━━━━━ Exercise data ━━━━━

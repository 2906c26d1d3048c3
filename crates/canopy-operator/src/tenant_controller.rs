//! CanopyOrg and CanopySpace Controller
//!
//! Every tenant is backed by a namespace named after it. An org lives in the
//! root namespace and a space lives in its org's namespace; that namespace is
//! the parent whose registry secrets and opted-in role bindings are propagated
//! into the tenant's own namespace. Orgs and spaces share one reconcile,
//! generic over [`Tenant`].
//!
//! Deleting a tenant deletes its namespace before the finalizer is released.

use crate::config::ControllerConfig;
use crate::controller::{
    add_finalizer, drive, is_deleting, namespace_of, object_key, remove_finalizer,
    validation_message, watch_api, ControllerContext, ControllerMetrics,
};
use crate::error::{OperatorError, Result};
use crate::propagation::{PropagatedKind, PropagationError, PropagationRequest, Propagator};
use canopy_core::conditions::{set_condition, Condition, ConditionStatus, READY};
use canopy_core::crd::{CanopyOrg, CanopySpace};
use canopy_core::identity::Deadline;
use canopy_core::labels::{
    MANAGED_BY_CANOPY, MANAGED_BY_LABEL, POD_SECURITY_AUDIT_LABEL, POD_SECURITY_ENFORCE_LABEL,
};
use canopy_core::state::tenant::{next_tenant_status, Tenant, TenantFailure};
use canopy_core::state::Transition;
use canopy_core::store::{KubeStore, Store};
use chrono::Utc;
use k8s_openapi::api::core::v1::Namespace;
use kube::runtime::controller::{Action, Controller};
use kube::runtime::watcher::Config;
use kube::{Client, Resource, ResourceExt};
use std::collections::BTreeMap;
use std::sync::Arc;
use std::time::Duration;
use tracing::{debug, info, instrument, warn};
use validator::Validate;

/// Upper bound on one pass of namespace setup and propagation
const PROPAGATION_WINDOW: Duration = Duration::from_secs(30);

/// Pod security level applied to tenant namespaces
const POD_SECURITY_LEVEL: &str = "restricted";

/// Start the CanopyOrg controller
pub async fn run_org_controller(
    client: Client,
    config: Arc<ControllerConfig>,
    namespace: Option<String>,
) -> Result<()> {
    let ctx = Arc::new(
        ControllerContext::new(KubeStore::new(client.clone()), config)
            .with_metrics(ControllerMetrics::new("org")),
    );

    info!(
        namespace = namespace.as_deref().unwrap_or("all"),
        "Starting CanopyOrg controller"
    );

    let controller = Controller::new(
        watch_api::<CanopyOrg>(&client, namespace.as_deref()),
        Config::default(),
    );
    drive(
        "org",
        controller,
        reconcile::<KubeStore, CanopyOrg>,
        error_policy::<KubeStore, CanopyOrg>,
        ctx,
    )
    .await;

    Ok(())
}

/// Start the CanopySpace controller
pub async fn run_space_controller(
    client: Client,
    config: Arc<ControllerConfig>,
    namespace: Option<String>,
) -> Result<()> {
    let ctx = Arc::new(
        ControllerContext::new(KubeStore::new(client.clone()), config)
            .with_metrics(ControllerMetrics::new("space")),
    );

    info!(
        namespace = namespace.as_deref().unwrap_or("all"),
        "Starting CanopySpace controller"
    );

    let controller = Controller::new(
        watch_api::<CanopySpace>(&client, namespace.as_deref()),
        Config::default(),
    );
    drive(
        "space",
        controller,
        reconcile::<KubeStore, CanopySpace>,
        error_policy::<KubeStore, CanopySpace>,
        ctx,
    )
    .await;

    Ok(())
}

/// Main reconciliation function
#[instrument(skip(tenant, ctx), fields(kind = %T::kind_name(), name = %tenant.name_any(), namespace = tenant.namespace()))]
pub async fn reconcile<S: Store, T: Tenant>(tenant: Arc<T>, ctx: Arc<ControllerContext<S>>) -> Result<Action> {
    let key = object_key(tenant.as_ref());
    ctx.track(&key, apply_tenant(tenant, &ctx)).await
}

pub fn error_policy<S: Store, T: Tenant>(
    tenant: Arc<T>,
    error: &OperatorError,
    ctx: Arc<ControllerContext<S>>,
) -> Action {
    ctx.backoff(&object_key(tenant.as_ref()), error)
}

/// Labels stamped on a tenant's namespace
fn namespace_labels<T: Tenant>(tenant: &T, parent: &str) -> BTreeMap<String, String> {
    let mut labels = BTreeMap::from([
        (T::GUID_LABEL.to_string(), tenant.name_any()),
        (POD_SECURITY_ENFORCE_LABEL.to_string(), POD_SECURITY_LEVEL.to_string()),
        (POD_SECURITY_AUDIT_LABEL.to_string(), POD_SECURITY_LEVEL.to_string()),
        (MANAGED_BY_LABEL.to_string(), MANAGED_BY_CANOPY.to_string()),
    ]);
    if let Some(key) = T::PARENT_LABEL {
        labels.insert(key.to_string(), parent.to_string());
    }
    labels
}

fn failure_of(error: &PropagationError) -> TenantFailure {
    let message = error.source.to_string();
    match error.kind {
        PropagatedKind::Namespace => TenantFailure::NamespaceCreation(message),
        PropagatedKind::Secret => TenantFailure::SecretPropagation(message),
        PropagatedKind::RoleBinding => TenantFailure::RoleBindingPropagation(message),
    }
}

async fn apply_tenant<S: Store, T: Tenant>(tenant: Arc<T>, ctx: &ControllerContext<S>) -> Result<Action> {
    let store = &ctx.store;
    let parent = namespace_of(tenant.as_ref())?;
    let child = tenant.name_any();

    if is_deleting(tenant.as_ref()) {
        return finalize(store, tenant.as_ref(), &child).await;
    }

    let tenant = add_finalizer(store, tenant.as_ref(), T::FINALIZER).await?;

    if let Some(message) = invalid_display_name(&tenant) {
        warn!(name = %child, errors = %message, "Tenant spec validation failed");
        report_invalid(store, &tenant, &parent, &message).await?;
        return Ok(Action::await_change());
    }

    let propagator = Propagator::new(store.clone());
    let deadline = Deadline::after(PROPAGATION_WINDOW);
    let labels = namespace_labels(&tenant, &parent);
    let annotations = BTreeMap::new();

    let outcome = async {
        propagator
            .ensure_namespace(&child, &labels, &annotations, deadline)
            .await?;
        let request = PropagationRequest {
            parent: &parent,
            child: &child,
            secret_names: &ctx.config.container_registry_secret_names,
            annotation_filter: &ctx.config.role_binding_propagation_annotation,
        };
        propagator.propagate(&request, deadline).await
    }
    .await;

    let failure = outcome.as_ref().err().map(failure_of);
    let result = match &failure {
        None => Ok(()),
        Some(f) => Err(f),
    };
    if let Transition::Update(status) = next_tenant_status(&tenant, &child, result, Utc::now()) {
        debug!(name = %child, ready = failure.is_none(), "Updating tenant status");
        let mut updated = tenant.clone();
        updated.set_tenant_status(status);
        store.replace_status(&parent, &updated).await?;
    }

    match outcome {
        Ok(report) => {
            debug!(
                name = %child,
                secrets = report.secrets.len(),
                role_bindings = report.role_bindings.len(),
                deleted = report.deleted.len(),
                "Tenant namespace converged"
            );
            Ok(ctx.requeue())
        }
        Err(e) => Err(e.into()),
    }
}

/// Validation message when the tenant's display name is out of bounds
fn invalid_display_name<T: Tenant>(tenant: &T) -> Option<String> {
    #[derive(Validate)]
    struct DisplayName {
        #[validate(length(min = 1, max = 255, message = "display name must be 1-255 characters"))]
        display_name: String,
    }

    DisplayName {
        display_name: tenant.display_name().to_string(),
    }
    .validate()
    .err()
    .map(|errors| validation_message(&errors))
}

async fn report_invalid<S: Store, T: Tenant>(
    store: &S,
    tenant: &T,
    namespace: &str,
    message: &str,
) -> Result<()> {
    let generation = tenant.meta().generation;
    let mut status = tenant.tenant_status().cloned().unwrap_or_default();
    status.observed_generation = generation.unwrap_or_default();
    set_condition(
        &mut status.conditions,
        Condition::new(READY, ConditionStatus::False, "InvalidSpec", message, generation, Utc::now()),
    );
    if tenant.tenant_status() != Some(&status) {
        let mut updated = tenant.clone();
        updated.set_tenant_status(status);
        store.replace_status(namespace, &updated).await?;
    }
    Ok(())
}

/// Delete the tenant's namespace, then let the tenant go
async fn finalize<S: Store, T: Tenant>(store: &S, tenant: &T, child: &str) -> Result<Action> {
    match store.delete::<Namespace>("", child).await {
        Ok(()) => info!(namespace = %child, "Deleted tenant namespace"),
        Err(e) if e.is_not_found() => debug!(namespace = %child, "Tenant namespace already gone"),
        Err(e) => return Err(e.into()),
    }
    remove_finalizer(store, tenant, T::FINALIZER).await?;
    Ok(Action::await_change())
}

#[cfg(test)]
mod tests {
    use super::*;
    use canopy_core::conditions::{find_condition, Conditioned};
    use canopy_core::crd::{CanopyOrgSpec, CanopySpaceSpec};
    use canopy_core::labels::{
        ORG_GUID_LABEL, ORG_NAMESPACE_LABEL, PROPAGATED_FROM_LABEL, SPACE_GUID_LABEL,
    };
    use canopy_core::store::MemoryStore;
    use k8s_openapi::api::core::v1::Secret;
    use kube::api::ObjectMeta;

    const ROOT: &str = "canopy";

    fn config() -> ControllerConfig {
        ControllerConfig {
            container_registry_secret_names: vec!["registry-creds".to_string()],
            ..Default::default()
        }
    }

    fn ctx(store: &MemoryStore) -> Arc<ControllerContext<MemoryStore>> {
        Arc::new(ControllerContext::new(store.clone(), Arc::new(config())))
    }

    async fn seed_root(store: &MemoryStore) {
        store
            .create(
                ROOT,
                &Secret {
                    metadata: ObjectMeta {
                        name: Some("registry-creds".to_string()),
                        ..Default::default()
                    },
                    type_: Some("kubernetes.io/dockerconfigjson".to_string()),
                    ..Default::default()
                },
            )
            .await
            .unwrap();
    }

    async fn create_org(store: &MemoryStore, display_name: &str) -> CanopyOrg {
        store
            .create(
                ROOT,
                &CanopyOrg::new(
                    "org-1",
                    CanopyOrgSpec {
                        display_name: display_name.to_string(),
                    },
                ),
            )
            .await
            .unwrap()
    }

    async fn run_org(store: &MemoryStore) -> Result<Action> {
        let org: CanopyOrg = store.get(ROOT, "org-1").await.unwrap();
        reconcile(Arc::new(org), ctx(store)).await
    }

    #[tokio::test]
    async fn test_org_gets_namespace_and_secrets() {
        let store = MemoryStore::new();
        seed_root(&store).await;
        create_org(&store, "payments").await;

        run_org(&store).await.unwrap();

        let org: CanopyOrg = store.get(ROOT, "org-1").await.unwrap();
        assert!(org.finalizers().contains(&CanopyOrg::FINALIZER.to_string()));
        assert!(org.condition(READY).unwrap().is_true());
        assert_eq!(org.status.unwrap().guid, "org-1");

        let namespace: Namespace = store.get("", "org-1").await.unwrap();
        let labels = namespace.labels();
        assert_eq!(labels.get(ORG_GUID_LABEL).map(String::as_str), Some("org-1"));
        assert_eq!(
            labels.get(POD_SECURITY_ENFORCE_LABEL).map(String::as_str),
            Some("restricted")
        );
        assert!(labels.get(ORG_NAMESPACE_LABEL).is_none());

        let copy: Secret = store.get("org-1", "registry-creds").await.unwrap();
        assert_eq!(
            copy.labels().get(PROPAGATED_FROM_LABEL).map(String::as_str),
            Some(ROOT)
        );
    }

    #[tokio::test]
    async fn test_space_inherits_from_org() {
        let store = MemoryStore::new();
        seed_root(&store).await;
        create_org(&store, "payments").await;
        run_org(&store).await.unwrap();

        store
            .create(
                "org-1",
                &CanopySpace::new(
                    "space-1",
                    CanopySpaceSpec {
                        display_name: "staging".to_string(),
                    },
                ),
            )
            .await
            .unwrap();
        let space: CanopySpace = store.get("org-1", "space-1").await.unwrap();
        reconcile(Arc::new(space), ctx(&store)).await.unwrap();

        let space: CanopySpace = store.get("org-1", "space-1").await.unwrap();
        assert!(space.condition(READY).unwrap().is_true());

        let namespace: Namespace = store.get("", "space-1").await.unwrap();
        assert_eq!(
            namespace.labels().get(SPACE_GUID_LABEL).map(String::as_str),
            Some("space-1")
        );
        assert_eq!(
            namespace.labels().get(ORG_NAMESPACE_LABEL).map(String::as_str),
            Some("org-1")
        );
        let copy: Secret = store.get("space-1", "registry-creds").await.unwrap();
        assert_eq!(
            copy.labels().get(PROPAGATED_FROM_LABEL).map(String::as_str),
            Some("org-1")
        );
    }

    #[tokio::test]
    async fn test_missing_secret_reports_propagation_failure() {
        let store = MemoryStore::new();
        create_org(&store, "payments").await;

        let err = run_org(&store).await.unwrap_err();
        assert!(matches!(err, OperatorError::Propagation(_)));

        let org: CanopyOrg = store.get(ROOT, "org-1").await.unwrap();
        let ready = find_condition(org.conditions(), READY).unwrap();
        assert_eq!(ready.status, ConditionStatus::False);
        assert_eq!(ready.reason, "SecretPropagation");
        assert!(ready.message.contains("registry-creds"));
        // The namespace itself was still set up
        assert!(store.get_opt::<Namespace>("", "org-1").await.unwrap().is_some());
    }

    #[tokio::test]
    async fn test_invalid_display_name() {
        let store = MemoryStore::new();
        create_org(&store, "").await;

        run_org(&store).await.unwrap();

        let org: CanopyOrg = store.get(ROOT, "org-1").await.unwrap();
        let ready = find_condition(org.conditions(), READY).unwrap();
        assert_eq!(ready.reason, "InvalidSpec");
        assert!(store.get_opt::<Namespace>("", "org-1").await.unwrap().is_none());
    }

    #[tokio::test]
    async fn test_delete_removes_namespace() {
        let store = MemoryStore::new();
        seed_root(&store).await;
        create_org(&store, "payments").await;
        run_org(&store).await.unwrap();

        store.delete::<CanopyOrg>(ROOT, "org-1").await.unwrap();
        run_org(&store).await.unwrap();

        assert!(store.get_opt::<Namespace>("", "org-1").await.unwrap().is_none());
        assert!(store.objects::<Secret>("org-1").is_empty());
        assert!(store.get_opt::<CanopyOrg>(ROOT, "org-1").await.unwrap().is_none());
    }
}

━━━━━

__What the task requires__:
Find "KubeStore" in the data above. Report each line where it appears.

__Exercise answer__:
use canopy_core::store::{KubeStore, Store};
        ControllerContext::new(KubeStore::new(client.clone()), config)
        reconcile::<KubeStore, CanopyOrg>,
        error_policy::<KubeStore, CanopyOrg>,
        ControllerContext::new(KubeStore::new(client.clone()), config)
        reconcile::<KubeStore, CanopySpace>,
        error_policy::<KubeStore, CanopySpace>,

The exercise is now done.